The old “sync key versions to the database” task changes purpose. It no longer manifests provider versions as rows. Instead, it inspects DEKs and checks whether each current and retained DEK is wrapped using the latest provider material.

Required behavior:

  • Load DEKs for each key.
  • Compare stored provider metadata against the provider’s latest wrapping metadata.
  • If a DEK is stale, unwrap it, rewrap it with latest provider material, and save the updated protected data and metadata.
  • Keep the DEK id stable during rewrap so encrypted fields do not need to change.

The encrypt service cache continues to exist, keyed by DEK id.

Cache entries should map:

dek_id -> plaintext DEK bytes and metadata needed for encryption/decryption

There are two independent rotation workflows. Keeping them separate is the point of the unified model:

  • Wrapping-key rotation changes the provider-managed key encryption key (KEK) or secret value that protects DEKs. The DEK ids stay the same.
  • DEK rotation creates a new dek_... row and makes it current for future writes. Existing encrypted fields are moved to that DEK by re-encryption.

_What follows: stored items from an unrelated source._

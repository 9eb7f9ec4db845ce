//! Publishing status messages.
//!
//! [`Notifier`] is the seam the orchestrator posts through. The production
//! implementation posts to the X API v2 on behalf of one account.

pub mod oauth;

use async_trait::async_trait;
use serde::{Deserialize, Serialize};

use crate::errors::{Result, TrackerError};
use oauth::{OAuthNonce, SigningKeys};

/// Environment variables holding the four posting credentials.
pub const ENV_CONSUMER_KEY: &str = "TWITTER_CONSUMER_KEY";
pub const ENV_CONSUMER_SECRET: &str = "TWITTER_CONSUMER_SECRET";
pub const ENV_ACCESS_TOKEN: &str = "TWITTER_ACCESS_TOKEN";
pub const ENV_ACCESS_SECRET: &str = "TWITTER_ACCESS_SECRET";

/// Default API base URL.
pub const DEFAULT_API_BASE: &str = "https://api.twitter.com";

const CREATE_POST_PATH: &str = "/2/tweets";

/// What the provider returned for a successful post.
#[derive(Debug, Clone, PartialEq, Eq)]
pub struct PostReceipt {
    pub id: Option<String>,
}

#[async_trait]
pub trait Notifier: Send + Sync {
    /// Publish `message` as a single post.
    async fn publish(&self, message: &str) -> Result<PostReceipt>;
}

#[async_trait]
impl<T: Notifier + ?Sized> Notifier for Box<T> {
    async fn publish(&self, message: &str) -> Result<PostReceipt> {
        (**self).publish(message).await
    }
}

/// Writes the message to the log instead of posting it. Used for dry runs,
/// where no credentials are required.
#[derive(Debug, Default, Clone, Copy)]
pub struct LogOnlyNotifier;

#[async_trait]
impl Notifier for LogOnlyNotifier {
    async fn publish(&self, message: &str) -> Result<PostReceipt> {
        tracing::info!(%message, "Post skipped");
        Ok(PostReceipt { id: None })
    }
}

/// User-context credentials for the posting account.
#[derive(Clone)]
pub struct TwitterCredentials {
    pub consumer_key: String,
    pub consumer_secret: String,
    pub access_token: String,
    pub access_secret: String,
}

impl std::fmt::Debug for TwitterCredentials {
    fn fmt(&self, f: &mut std::fmt::Formatter<'_>) -> std::fmt::Result {
        f.debug_struct("TwitterCredentials")
            .field("consumer_key", &"<redacted>")
            .field("consumer_secret", &"<redacted>")
            .field("access_token", &"<redacted>")
            .field("access_secret", &"<redacted>")
            .finish()
    }
}

impl TwitterCredentials {
    /// Read all four credentials from the process environment.
    pub fn from_env() -> Result<Self> {
        Self::from_lookup(|name| std::env::var(name).ok())
    }

    /// Read credentials through `lookup`. A missing or blank value is a
    /// config error naming the variable.
    pub fn from_lookup<F>(lookup: F) -> Result<Self>
    where
        F: Fn(&str) -> Option<String>,
    {
        let require = |name: &str| -> Result<String> {
            match lookup(name) {
                Some(value) if !value.trim().is_empty() => Ok(value),
                _ => Err(TrackerError::config(format!(
                    "missing posting credential {name}"
                ))),
            }
        };

        Ok(Self {
            consumer_key: require(ENV_CONSUMER_KEY)?,
            consumer_secret: require(ENV_CONSUMER_SECRET)?,
            access_token: require(ENV_ACCESS_TOKEN)?,
            access_secret: require(ENV_ACCESS_SECRET)?,
        })
    }

    fn signing_keys(&self) -> SigningKeys<'_> {
        SigningKeys {
            consumer_key: &self.consumer_key,
            consumer_secret: &self.consumer_secret,
            token: &self.access_token,
            token_secret: &self.access_secret,
        }
    }
}

#[derive(Debug, Serialize)]
struct CreatePostRequest<'a> {
    text: &'a str,
}

#[derive(Debug, Deserialize)]
struct CreatePostResponse {
    data: Option<CreatedPost>,
}

#[derive(Debug, Deserialize)]
struct CreatedPost {
    id: String,
}

/// Posts through `POST /2/tweets`.
pub struct TwitterNotifier {
    client: reqwest::Client,
    credentials: TwitterCredentials,
    api_base: String,
}

impl TwitterNotifier {
    pub fn new(credentials: TwitterCredentials) -> Self {
        Self::with_api_base(credentials, DEFAULT_API_BASE)
    }

    /// Point at a different API host (tests use a local mock server).
    pub fn with_api_base(credentials: TwitterCredentials, api_base: impl Into<String>) -> Self {
        Self {
            client: reqwest::Client::new(),
            credentials,
            api_base: api_base.into().trim_end_matches('/').to_string(),
        }
    }

    fn endpoint_url(&self) -> String {
        format!("{}{}", self.api_base, CREATE_POST_PATH)
    }
}

#[async_trait]
impl Notifier for TwitterNotifier {
    async fn publish(&self, message: &str) -> Result<PostReceipt> {
        let url = self.endpoint_url();
        let nonce = OAuthNonce::generate(chrono::Utc::now());
        let authorization = oauth::authorization_header(
            "POST",
            &url,
            &self.credentials.signing_keys(),
            &nonce,
            &[],
        )?;

        let response = self
            .client
            .post(&url)
            .header(reqwest::header::AUTHORIZATION, authorization)
            .json(&CreatePostRequest { text: message })
            .send()
            .await
            .map_err(|e| TrackerError::notify_with_source("post request failed", e))?;

        let status = response.status();
        let body = response.text().await.unwrap_or_default();

        if !status.is_success() {
            let reason = match status.as_u16() {
                401 | 403 => "credentials rejected",
                429 => "rate limited",
                _ => "post rejected",
            };
            return Err(TrackerError::notify(format!("{reason}: HTTP {status}: {body}")));
        }

        let id = serde_json::from_str::<CreatePostResponse>(&body)
            .ok()
            .and_then(|parsed| parsed.data)
            .map(|post| post.id);
        tracing::info!(post_id = id.as_deref().unwrap_or("unknown"), "Status posted");

        Ok(PostReceipt { id })
    }
}

#[cfg(test)]
mod tests {
    use super::*;
    use pretty_assertions::assert_eq;
    use std::collections::HashMap;
    use wiremock::matchers::{body_json, header_regex, method, path};
    use wiremock::{Mock, MockServer, ResponseTemplate};

    fn credentials() -> TwitterCredentials {
        TwitterCredentials {
            consumer_key: "ck".to_string(),
            consumer_secret: "cs".to_string(),
            access_token: "at".to_string(),
            access_secret: "as".to_string(),
        }
    }

    fn env_with(entries: &[(&str, &str)]) -> HashMap<String, String> {
        entries
            .iter()
            .map(|(k, v)| (k.to_string(), v.to_string()))
            .collect()
    }

    #[test]
    fn all_four_credentials_are_required() {
        let env = env_with(&[
            (ENV_CONSUMER_KEY, "ck"),
            (ENV_CONSUMER_SECRET, "cs"),
            (ENV_ACCESS_TOKEN, "at"),
        ]);
        let err = TwitterCredentials::from_lookup(|k| env.get(k).cloned()).expect_err("missing");
        assert_eq!(
            err.to_string(),
            "config error: missing posting credential TWITTER_ACCESS_SECRET"
        );
    }

    #[test]
    fn blank_credentials_count_as_missing() {
        let env = env_with(&[
            (ENV_CONSUMER_KEY, "  "),
            (ENV_CONSUMER_SECRET, "cs"),
            (ENV_ACCESS_TOKEN, "at"),
            (ENV_ACCESS_SECRET, "as"),
        ]);
        let err = TwitterCredentials::from_lookup(|k| env.get(k).cloned()).expect_err("blank");
        assert!(err.to_string().contains(ENV_CONSUMER_KEY));
    }

    #[test]
    fn debug_output_hides_secrets() {
        let mut creds = credentials();
        creds.consumer_secret = "super-secret-value".to_string();
        let rendered = format!("{creds:?}");
        assert!(!rendered.contains("super-secret-value"));
        assert!(rendered.contains("redacted"));
    }

    #[tokio::test]
    async fn boxed_log_only_notifier_returns_no_id() {
        let notifier: Box<dyn Notifier> = Box::new(LogOnlyNotifier);
        let receipt = notifier.publish("hello").await.expect("publish");
        assert_eq!(receipt, PostReceipt { id: None });
    }

    #[tokio::test]
    async fn publish_posts_signed_json() {
        let server = MockServer::start().await;
        Mock::given(method("POST"))
            .and(path("/2/tweets"))
            .and(header_regex("authorization", r#"^OAuth oauth_consumer_key="ck", "#))
            .and(header_regex("authorization", r#"oauth_signature_method="HMAC-SHA1""#))
            .and(body_json(serde_json::json!({ "text": "👻 Phantom App Rank" })))
            .respond_with(ResponseTemplate::new(201).set_body_json(serde_json::json!({
                "data": { "id": "1790000000000000000", "text": "👻 Phantom App Rank" }
            })))
            .expect(1)
            .mount(&server)
            .await;

        let notifier = TwitterNotifier::with_api_base(credentials(), server.uri());
        let receipt = notifier
            .publish("👻 Phantom App Rank")
            .await
            .expect("publish");
        assert_eq!(receipt.id.as_deref(), Some("1790000000000000000"));
    }

    #[tokio::test]
    async fn rejected_credentials_become_notify_error() {
        let server = MockServer::start().await;
        Mock::given(method("POST"))
            .and(path("/2/tweets"))
            .respond_with(ResponseTemplate::new(401).set_body_string("Unauthorized"))
            .expect(1)
            .mount(&server)
            .await;

        let notifier = TwitterNotifier::with_api_base(credentials(), server.uri());
        let err = notifier.publish("hello").await.expect_err("401");
        assert_eq!(err.category(), crate::ErrorCategory::NotifyError);
        assert!(err.to_string().contains("credentials rejected"));
    }

    #[tokio::test]
    async fn rate_limit_is_not_retried() {
        let server = MockServer::start().await;
        Mock::given(method("POST"))
            .and(path("/2/tweets"))
            .respond_with(ResponseTemplate::new(429))
            .expect(1)
            .mount(&server)
            .await;

        let notifier = TwitterNotifier::with_api_base(credentials(), server.uri());
        let err = notifier.publish("hello").await.expect_err("429");
        assert!(err.to_string().contains("rate limited"));
    }
}
//! Daily app leaderboard rank tracker
//!
//! Each run visits the configured apps one at a time:
//! - looks up the last stored ranks for the app
//! - reads today's overall and category ranks from the leaderboard
//! - composes a trend message and posts it
//! - appends the new ranks to the history store
//!
//! The browser that renders the leaderboard lives in `rankwatch-browser`
//! behind the [`RankSource`] trait; this crate has no browser dependency.

#![deny(clippy::print_stdout, clippy::print_stderr)]

pub mod clock;
pub mod config;
pub mod errors;
pub mod notifier;
pub mod orchestrator;
pub mod ranks;
pub mod schedule;
pub mod store;
pub mod targets;
pub mod trend;

pub use clock::{Clock, ManualClock, SystemClock};
pub use config::{NotifierConfig, ScrapeConfig, TrackerConfig};
pub use errors::{ErrorCategory, Result, TrackerError};
pub use notifier::{LogOnlyNotifier, Notifier, PostReceipt, TwitterCredentials, TwitterNotifier};
pub use orchestrator::{AppOutcome, RunMode, RunReport, Tracker};
pub use ranks::{RankPair, RankSource, ScrapeResult, TableRow, extract_ranks};
pub use schedule::Schedule;
pub use store::{HistoryStore, LogEntry, LogKind, RankRecord};
pub use targets::{AppTarget, TrackedApp, reference_date, tracked_apps};
pub use trend::{MessageInput, MessageStamp, Trend, compose_message};

/// Tracker version
pub const VERSION: &str = env!("CARGO_PKG_VERSION");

Use this workflow when rotating AWS KMS keys, Google Cloud KMS CryptoKeys, HashiCorp Vault Transit keys, secret-manager versions, environment-backed secrets, or file-backed wrapping material.

  1. Rotate or update the wrapping material in the provider.
  2. Keep old provider material available for decrypt or unwrap until AuthProxy has rewrapped every retained DEK.
  3. Run or wait for encrypt:sync_keys_to_database.
  4. Confirm data_encryption_keys.provider_version and data_encryption_keys.provider_metadata reflect the latest provider material.
  5. After all DEKs for the logical key are rewrapped, retire the old provider material according to the provider’s own recovery/deletion policy.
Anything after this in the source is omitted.